Patience
Here’s another poem Phillip Moffitt used at the day-long retreat I “attended” by live web-cast:
“Success is the worst possible thing that could happen
to a man like you,” she said,
“because the shiny shoes of affluence would mean
you’d never have to face your failure as a human being.”
There was a rude remark I could have made to her right there
and I watched it go by like a bright blue sailboat on a long gray river of silence,
watching it until it disappeared around the bend
while I smiled and listened to her talk,
thinking it was good to let myself be stabbed by her little spears,
because I wanted to see what I was made of
besides fear and the desire to be liked
by every person on the goddamn face of the earth–
To tell the truth, I felt a certain satisfaction in taking it,
letting her believe that I was just a little bird
opening my mouth and swallowing
the medicine she wanted to administer
— a mixture of good advice combined with slow-acting poison.

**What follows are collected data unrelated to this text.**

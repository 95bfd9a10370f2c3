//! Local command execution for pre-deploy hooks.

use std::path::{Path, PathBuf};
use std::process::Command;

/// Captured result of a finished command.
#[derive(Debug, Clone, PartialEq, Eq)]
pub struct CommandOutput {
    /// Exit code, `None` when the process was killed by a signal.
    pub code: Option<i32>,
    pub stdout: String,
    pub stderr: String,
}

impl CommandOutput {
    pub fn success(&self) -> bool {
        self.code == Some(0)
    }
}

/// Capability for running shell commands.
///
/// Returns `Err` only when the command could not be started; a non-zero exit
/// is reported through [`CommandOutput::code`] and judged by the caller.
pub trait CommandRunner {
    fn run(&self, command: &str) -> std::io::Result<CommandOutput>;
}

/// Runs commands through the platform shell inside a working directory.
#[derive(Debug, Clone)]
pub struct ShellRunner {
    working_dir: PathBuf,
}

impl ShellRunner {
    pub fn new(working_dir: impl Into<PathBuf>) -> Self {
        Self {
            working_dir: working_dir.into(),
        }
    }

    pub fn working_dir(&self) -> &Path {
        &self.working_dir
    }

    fn shell(command: &str) -> Command {
        #[cfg(windows)]
        {
            let mut cmd = Command::new("cmd");
            cmd.arg("/C").arg(command);
            cmd
        }
        #[cfg(not(windows))]
        {
            let mut cmd = Command::new("sh");
            cmd.arg("-c").arg(command);
            cmd
        }
    }
}

impl CommandRunner for ShellRunner {
    fn run(&self, command: &str) -> std::io::Result<CommandOutput> {
        let output = Self::shell(command)
            .current_dir(&self.working_dir)
            .output()?;
        Ok(CommandOutput {
            code: output.status.code(),
            stdout: String::from_utf8_lossy(&output.stdout).into_owned(),
            stderr: String::from_utf8_lossy(&output.stderr).into_owned(),
        })
    }
}

#[cfg(all(test, unix))]
mod tests {
    use super::*;
    use tempfile::TempDir;

    #[test]
    fn captures_stdout_and_exit_code() {
        let temp = TempDir::new().expect("tempdir should succeed");
        let runner = ShellRunner::new(temp.path());

        let output = runner.run("echo hello").expect("sh should start");
        assert!(output.success());
        assert_eq!(output.stdout.trim(), "hello");
    }

    #[test]
    fn non_zero_exit_is_not_an_error() {
        let temp = TempDir::new().expect("tempdir should succeed");
        let runner = ShellRunner::new(temp.path());

        let output = runner.run("echo oops >&2; exit 3").expect("sh should start");
        assert_eq!(output.code, Some(3));
        assert!(!output.success());
        assert_eq!(output.stderr.trim(), "oops");
    }

    #[test]
    fn runs_inside_working_dir() {
        let temp = TempDir::new().expect("tempdir should succeed");
        std::fs::write(temp.path().join("marker.txt"), "x").expect("write should succeed");
        let runner = ShellRunner::new(temp.path());

        let output = runner.run("ls").expect("sh should start");
        assert!(output.stdout.contains("marker.txt"));
    }

    #[test]
    fn missing_working_dir_fails_to_start() {
        let temp = TempDir::new().expect("tempdir should succeed");
        let runner = ShellRunner::new(temp.path().join("missing"));

        assert!(runner.run("true").is_err());
    }
}
//! Config store for locating and loading ferry.toml.

use std::path::{Path, PathBuf};

use anyhow::Context;

use super::{FerryConfig, parser};

/// File name looked up in the project root and the global config dir.
pub const CONFIG_FILE_NAME: &str = "ferry.toml";

#[derive(Debug, Clone)]
pub struct ConfigStore {
    config_path: Option<PathBuf>,
}

impl ConfigStore {
    /// Use exactly `path`; it must exist.
    pub fn from_path(path: PathBuf) -> Self {
        Self {
            config_path: Some(path),
        }
    }

    /// Look for `<project>/ferry.toml`, then the global
    /// `<config_dir>/ferry/ferry.toml`.
    pub fn discover(project_root: &Path) -> Self {
        let global = dirs::config_dir().map(|d| d.join("ferry").join(CONFIG_FILE_NAME));
        Self::discover_with_global(project_root, global.as_deref())
    }

    pub fn discover_with_global(project_root: &Path, global: Option<&Path>) -> Self {
        let project = project_root.join(CONFIG_FILE_NAME);
        let config_path = if project.is_file() {
            Some(project)
        } else {
            global.filter(|p| p.is_file()).map(Path::to_path_buf)
        };
        Self { config_path }
    }

    /// The file that will be loaded, if any.
    pub fn config_path(&self) -> Option<&Path> {
        self.config_path.as_deref()
    }

    /// Load the config; defaults when no file was found.
    pub fn load(&self) -> anyhow::Result<FerryConfig> {
        match &self.config_path {
            Some(path) => {
                if !path.exists() {
                    anyhow::bail!("Config file not found: {}", path.display());
                }
                parser::parse_ferry_toml(path)
            }
            None => Ok(FerryConfig::new()),
        }
    }

    /// Write `config` to the store's path.
    pub fn save(&self, config: &FerryConfig) -> anyhow::Result<()> {
        let path = self
            .config_path
            .as_ref()
            .ok_or_else(|| anyhow::anyhow!("No config path to save to"))?;
        let content = parser::to_toml(config).context("Failed to serialize config to TOML")?;
        if let Some(parent) = path.parent() {
            std::fs::create_dir_all(parent).with_context(|| {
                format!("Failed to create config directory: {}", parent.display())
            })?;
        }
        std::fs::write(path, content)
            .with_context(|| format!("Failed to write config file: {}", path.display()))?;
        Ok(())
    }
}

Is it strange to say that there was something beautiful
in the sight of her running wild, cut loose in an epileptic fit of telling the truth?
And anyway, she was right about me,
that I am prone to certain misconceptions,
that I should never get so big or fat that I
can’t look down and see my own naked dirty feet,
which is why I kept smiling and smiling as she talked–
It was a beautiful day. I felt like crying.
I knew that if I could succeed at being demolished,
I could succeed at anything.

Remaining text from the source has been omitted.